» **WORK TO COMPLETE**
Only the lines below between the ones containing "pub const DB_PATH_ENV: &str" and "pub fn default_db_path()", inclusive, are to be reproduced, each exactly as it stands.

========================================

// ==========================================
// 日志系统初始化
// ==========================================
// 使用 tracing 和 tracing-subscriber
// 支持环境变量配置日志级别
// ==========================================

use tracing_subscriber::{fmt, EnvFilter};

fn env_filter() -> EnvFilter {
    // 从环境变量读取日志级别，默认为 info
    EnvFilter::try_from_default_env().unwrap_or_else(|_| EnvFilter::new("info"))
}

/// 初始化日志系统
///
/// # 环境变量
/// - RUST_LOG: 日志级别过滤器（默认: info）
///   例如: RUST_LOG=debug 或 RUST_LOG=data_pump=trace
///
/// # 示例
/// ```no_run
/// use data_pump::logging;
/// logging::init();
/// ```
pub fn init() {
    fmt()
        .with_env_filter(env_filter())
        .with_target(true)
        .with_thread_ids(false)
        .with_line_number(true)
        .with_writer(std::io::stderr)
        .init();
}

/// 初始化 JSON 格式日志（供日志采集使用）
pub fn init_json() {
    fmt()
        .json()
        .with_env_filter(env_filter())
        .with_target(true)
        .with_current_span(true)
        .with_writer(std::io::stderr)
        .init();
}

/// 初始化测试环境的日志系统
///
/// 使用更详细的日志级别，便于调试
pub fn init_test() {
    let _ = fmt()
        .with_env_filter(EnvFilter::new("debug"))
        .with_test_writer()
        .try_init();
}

========================================

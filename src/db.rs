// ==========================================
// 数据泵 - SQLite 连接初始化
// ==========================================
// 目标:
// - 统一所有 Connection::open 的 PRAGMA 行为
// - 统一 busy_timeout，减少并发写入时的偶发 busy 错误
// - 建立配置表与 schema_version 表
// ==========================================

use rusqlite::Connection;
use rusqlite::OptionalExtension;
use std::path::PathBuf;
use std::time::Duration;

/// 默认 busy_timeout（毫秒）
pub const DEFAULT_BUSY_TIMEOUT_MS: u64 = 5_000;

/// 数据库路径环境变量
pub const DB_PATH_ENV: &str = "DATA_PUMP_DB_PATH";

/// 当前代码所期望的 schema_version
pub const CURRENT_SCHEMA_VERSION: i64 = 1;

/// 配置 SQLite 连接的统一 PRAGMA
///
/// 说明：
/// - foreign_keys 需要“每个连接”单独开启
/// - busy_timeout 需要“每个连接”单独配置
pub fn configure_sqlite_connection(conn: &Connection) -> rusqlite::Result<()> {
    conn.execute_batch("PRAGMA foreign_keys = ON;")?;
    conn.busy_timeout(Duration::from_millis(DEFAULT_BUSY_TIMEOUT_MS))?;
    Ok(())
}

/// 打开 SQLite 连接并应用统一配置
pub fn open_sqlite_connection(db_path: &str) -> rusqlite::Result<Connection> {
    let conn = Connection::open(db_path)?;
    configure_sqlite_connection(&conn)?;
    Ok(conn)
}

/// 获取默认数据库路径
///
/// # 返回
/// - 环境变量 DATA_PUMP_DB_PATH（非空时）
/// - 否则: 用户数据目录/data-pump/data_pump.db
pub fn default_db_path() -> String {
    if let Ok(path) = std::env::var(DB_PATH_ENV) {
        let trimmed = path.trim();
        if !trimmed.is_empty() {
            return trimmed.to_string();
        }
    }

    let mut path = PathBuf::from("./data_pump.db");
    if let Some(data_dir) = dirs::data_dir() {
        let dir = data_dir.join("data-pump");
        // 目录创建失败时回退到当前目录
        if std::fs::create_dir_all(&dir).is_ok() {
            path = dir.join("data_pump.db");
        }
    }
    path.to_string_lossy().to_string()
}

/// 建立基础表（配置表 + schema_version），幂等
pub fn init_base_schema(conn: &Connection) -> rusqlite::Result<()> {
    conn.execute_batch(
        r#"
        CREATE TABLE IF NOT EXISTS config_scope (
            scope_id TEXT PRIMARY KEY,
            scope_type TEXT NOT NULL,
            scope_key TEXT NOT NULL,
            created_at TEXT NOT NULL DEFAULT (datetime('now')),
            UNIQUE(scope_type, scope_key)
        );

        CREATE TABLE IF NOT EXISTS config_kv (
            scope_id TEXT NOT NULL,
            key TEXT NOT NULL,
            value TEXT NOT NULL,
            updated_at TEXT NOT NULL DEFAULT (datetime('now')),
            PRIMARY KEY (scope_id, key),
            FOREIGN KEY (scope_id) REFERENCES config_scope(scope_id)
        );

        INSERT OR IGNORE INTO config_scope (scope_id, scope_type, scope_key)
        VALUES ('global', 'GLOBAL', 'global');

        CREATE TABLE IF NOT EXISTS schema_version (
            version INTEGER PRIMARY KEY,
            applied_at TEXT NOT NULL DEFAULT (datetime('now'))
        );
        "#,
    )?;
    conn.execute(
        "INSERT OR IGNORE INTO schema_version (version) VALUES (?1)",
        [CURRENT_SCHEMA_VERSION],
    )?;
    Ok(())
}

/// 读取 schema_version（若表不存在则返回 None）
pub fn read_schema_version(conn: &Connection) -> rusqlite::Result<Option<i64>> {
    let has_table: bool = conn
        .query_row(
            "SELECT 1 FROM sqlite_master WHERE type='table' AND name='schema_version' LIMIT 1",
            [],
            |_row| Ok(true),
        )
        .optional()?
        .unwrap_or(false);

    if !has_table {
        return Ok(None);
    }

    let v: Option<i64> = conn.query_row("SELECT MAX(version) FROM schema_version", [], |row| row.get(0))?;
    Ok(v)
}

========================================

» **RESULT FOR THIS TASK**
pub const DB_PATH_ENV: &str = "DATA_PUMP_DB_PATH";

/// 当前代码所期望的 schema_version
pub const CURRENT_SCHEMA_VERSION: i64 = 1;

/// 配置 SQLite 连接的统一 PRAGMA
///
/// 说明：
/// - foreign_keys 需要“每个连接”单独开启
/// - busy_timeout 需要“每个连接”单独配置
pub fn configure_sqlite_connection(conn: &Connection) -> rusqlite::Result<()> {
    conn.execute_batch("PRAGMA foreign_keys = ON;")?;
    conn.busy_timeout(Duration::from_millis(DEFAULT_BUSY_TIMEOUT_MS))?;
    Ok(())
}

/// 打开 SQLite 连接并应用统一配置
pub fn open_sqlite_connection(db_path: &str) -> rusqlite::Result<Connection> {
    let conn = Connection::open(db_path)?;
    configure_sqlite_connection(&conn)?;
    Ok(conn)
}

/// 获取默认数据库路径
///
/// # 返回
/// - 环境变量 DATA_PUMP_DB_PATH（非空时）
/// - 否则: 用户数据目录/data-pump/data_pump.db
pub fn default_db_path() -> String {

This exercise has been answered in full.